У меня кончились слова. Высыпались из головы, как сахар из дырявого пакета.
– Ксюха, обжора мелкая! Когда ты наешься? – прогремел незнакомый голос.
3. Абрамыч
В столовую вбежал лысый тип в хромовых сапогах и галифе, ростом чуть выше Ксюхи, шумный, как толпа. Он устремился в нашу сторону, расталкивая перед собой воздух и перепрыгивая через невидимые препятствия. Жуткий человек. Нос горбом, глаза навыкат, лицо красное от бессмысленных усилий.
– Это Абрамыч, – шепнула Ксюха. – Он добрый.
– Приветствую! – воскликнул тип. – Будем знакомы! Аркадий Абрамыч, командир роты.
Он молниеносно схватил мою руку и потряс её так, что у меня зажужжали связки.
– Иван, – назвался я, отступая назад; чего доброго наскочит на меня со словами «Но, лошадка!»
– Она ввела тебя в курс дела? – Абрамыч показал пальцем на Ксюху и два раза подпрыгнул.
– Вкратце – да. Мне пока мало понятно, – ответил я, разглядывая на его кителе крупный серебристый значок: винт с пятью лопастями на фоне распростёртых птичьих крыльев, и по кругу надпись «Отличник Капитала. Амра!»
– Поймёшь, какие твои годы, – он стукнул меня кулаком в грудь. – Сейчас ты шагай со мной, покажу тебе наше житьё-бытьё. А Ксюха никогда не наестся, – стукнул её по спине. – Никудышная жена, ест и ест.
– Пожалуйста, могу голодать, – пробубнила Ксюха. – Хоть до завтра.
– Ей было лет десять, – Абрамыч таинственно понизил голос, – чем-то отравилась и два дня не ела. Так мы бегали от неё. Рычала страшно и кусалась.
– Весёлые, смотрю, вы все, – вздохнул я.
– Что ты, цирк! Один я здесь нормальный человек. Ну, пошли! – командир решительно подпрыгнул. – За мной!

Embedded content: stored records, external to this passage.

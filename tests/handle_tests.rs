//
// Copyright (c) 2024 Oracle and/or its affiliates. All rights reserved.
//
// Licensed under the Universal Permissive License v 1.0 as shown at
//  https://oss.oracle.com/licenses/upl/
//
use chrono::{DateTime, FixedOffset};

use oracle_nosql_rust_sdk::types::NoSQLRow;
//use oracle_nosql_rust_sdk::types::*;
use oracle_nosql_rust_sdk::types::NoSQLColumnFromMapValue;
use oracle_nosql_rust_sdk::types::{Consistency, NoSQLBinary, TableLimits};
use oracle_nosql_rust_sdk::types::{FieldValue, MapValue};
use oracle_nosql_rust_sdk::types::{NoSQLColumnFromFieldValue, NoSQLColumnToFieldValue};
use oracle_nosql_rust_sdk::DeleteRequest;
use oracle_nosql_rust_sdk::GetRequest;
use oracle_nosql_rust_sdk::Handle;
use oracle_nosql_rust_sdk::HandleBuilder;
use oracle_nosql_rust_sdk::ListTablesRequest;
use oracle_nosql_rust_sdk::NoSQLError;
use oracle_nosql_rust_sdk::PutRequest;
use oracle_nosql_rust_sdk::QueryRequest;
use oracle_nosql_rust_sdk::TableRequest;
use oracle_nosql_rust_sdk::WriteMultipleRequest;

use std::collections::HashMap;
use std::error::Error;
use std::time::Duration;

fn get_builder() -> Result<HandleBuilder, NoSQLError> {
    Handle::builder()
        // default: try localhost:8080
        .endpoint("http://localhost:8080")?
        //.endpoint("http://localhost:8080/V2/nosql/data")?
        //.endpoint("https://nosql.us-phoenix-1.oci.oc-test.com/V2/nosql/data")?
        .timeout(Duration::from_secs(30))?
        //.cloud_auth_from_file("~/.oci/jpconnel_config")
        //.cloud_auth_from_file("~/nosql/git/nosql-sdk-int/go/testint/oci_config")
        //.cloud_auth_from_instance()
        // this will override any defaults above
        .from_environment()
}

– Абрамыч, дай полчасика, – плаксиво простонала Ксюха. – Хочу, чтобы он посмотрел на себя в зеркало через очки. И про капитал я не успела рассказать.
– Потом, потом, потом! – Абрамыч потряс руками, и сапоги его заскрипели от нетерпения бегать и скакать.
В первую очередь мы наведались в казарму.
– Будешь жить пока здесь, чтобы привыкнуть к коллективу, – инструктировал Абрамыч. – Потом женишься на Ксюхе, и я поселю вас вместе.
– Без меня меня женили, – обронил я.
– Что тебе не нравится, боец? Не слушай, что я ругаю её. Хорошая она девчонка. Моя дочь.
– Как? – глянул я на будущего тестя сверху вниз.
– Просто! – подпрыгнул он.
Казарма мне понравилась.
Стандартная армейская казарма, она совершенно ничем не удивляла, была местом понятным, без подвоха. Я сразу проникся к ней родственным чувством.
Двухъярусные кровати, шерстяные одеяла с отбитым квадратным кантиком, шкафы для одежды. Непоколебимый, как математика, уют.
Единственное, что меня озадачило, это художественный вкус дневального, который сидел на табурете и листал «Cosmopolitan». Парень моего возраста, крепко сбитый – с чего бы? И не поднялся при нашем появлении. Глянул искоса, и дальше сидеть.